Three large epidemiologic studies have examined the possible association between cell phone use and cancer: Interphone, a case-control study; the Danish Study, a cohort study; and the Million Women Study, another cohort study.

  • Interphone

    How the study was done: This is the largest health-related case-control study of cell phone use and the risk of head and neck tumors. It was conducted by a consortium of researchers from 13 countries. The data came from questionnaires that were completed by study participants.

    What the study showed: Most published analyses from this study have shown no statistically significant increases in brain or central nervous system cancers related to higher amounts of cell phone use. One analysis showed a statistically significant, although modest, increase in the risk of glioma among the small proportion of study participants who spent the most total time on cell phone calls. However, the researchers considered this finding inconclusive because they felt that the amount of use reported by some respondents was unlikely and because the participants who reported lower levels of use appeared to have a slightly reduced risk of brain cancer compared with people who did not use cell phones regularly (5,10,11). Another recent analysis from this study found no relationship between brain tumor locations and regions of the brain that were exposed to the highest level of radiofrequency energy from cell phones (12).

  • Danish Study

    How the study was done: This cohort study, conducted in Denmark, linked billing information from more than 358,000 cell phone subscribers with brain tumor incidence data from the Danish Cancer Registry.

    What the study showed: No association was observed between cell phone use and the incidence of glioma, meningioma, or acoustic neuroma, even among people who had been cell phone subscribers for 13 or more years (1315).

  • Million Women Study

    How the study was done: This prospective cohort study conducted in the United Kingdom used data obtained from questionnaires that were completed by study participants.

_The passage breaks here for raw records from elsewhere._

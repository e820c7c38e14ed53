use std::io::{self, Write};
use std::sync::OnceLock;
use std::time::Duration;

use indicatif::{ProgressBar, ProgressStyle};

pub(crate) static SPINNER: OnceLock<ProgressBar> = OnceLock::new();

fn get_spinner() -> &'static ProgressBar {
    SPINNER.get_or_init(init_spinner)
}

fn init_spinner() -> ProgressBar {
    let pb = ProgressBar::new_spinner();
    let style = ProgressStyle::with_template("{spinner:.blue} {msg}")
        .unwrap_or_else(|_| ProgressStyle::default_spinner())
        .tick_strings(&[
            "▁▁▁▁▁",
            "▁▂▂▂▁",
            "▁▄▂▄▁",
            "▂▄▆▄▂",
            "▄▆█▆▄",
            "▂▄▆▄▂",
            "▁▄▂▄▁",
            "▁▂▂▂▁",
        ]);

    pb.set_style(style);
    pb
}

/// Shows the spinner on stderr. Nothing is drawn when stderr is not a terminal.
pub fn start(message: String) {
    let pb = get_spinner();
    pb.set_message(message);
    pb.enable_steady_tick(Duration::from_millis(100));
}

pub fn finish() {
    if let Some(pb) = SPINNER.get() {
        pb.finish_and_clear();
    }
}

/// Log writer that keeps log lines from tearing through a running spinner.
pub struct SpinnerWriter;

impl Write for SpinnerWriter {
    fn write(&mut self, buf: &[u8]) -> io::Result<usize> {
        match SPINNER.get() {
            Some(pb) if !pb.is_finished() => pb.suspend(|| io::stderr().write_all(buf))?,
            _ => io::stderr().write_all(buf)?,
        }
        Ok(buf.len())
    }

    fn flush(&mut self) -> io::Result<()> {
        io::stderr().flush()
    }
}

    What the study showed: Self-reported cell phone use was not associated with an increased risk of glioma, meningioma, or non-central nervous system tumors. Although the original published findings reported an association with an increased risk of acoustic neuroma (16), this association disappeared after additional follow-up of the cohort (17).

In addition to these three large studies, other, smaller epidemiologic studies have looked for associations between cell phone use and cancer. These include:

  • Two NCI-sponsored case-control studies, each conducted in multiple U.S. academic medical centers or hospitals between 1994 and 1998, that used data from questionnaires (18) or computer-assisted personal interviews (19). Neither study showed a relationship between cell phone use and the risk of glioma, meningioma, or acoustic neuroma.
  • The CERENAT study, another case-control study conducted in multiple areas in France from 2004 to 2006 using data collected in face-to-face interviews using standardized questionnaires (20). This study found no association for either gliomas or meningiomas when comparing regular cell phone users with non-users. However, the heaviest users had significantly increased risks of both gliomas and meningiomas.
  • A pooled analysis of two case-control studies conducted in Sweden that reported statistically significant trends of increasing brain cancer risk for the total amount of cell phone use and the years of use among people who began using cell phones before age 20 (21).
  • Another case-control study in Sweden, part of the Interphone pooled studies, did not find an increased risk of brain cancer among long-term cell phone users between the ages of 20 and 69 (22).
  • The CEFALO study, an international case-control study of children diagnosed with brain cancer between ages 7 and 19, which found no relationship between their cell phone use and risk for brain cancer (23).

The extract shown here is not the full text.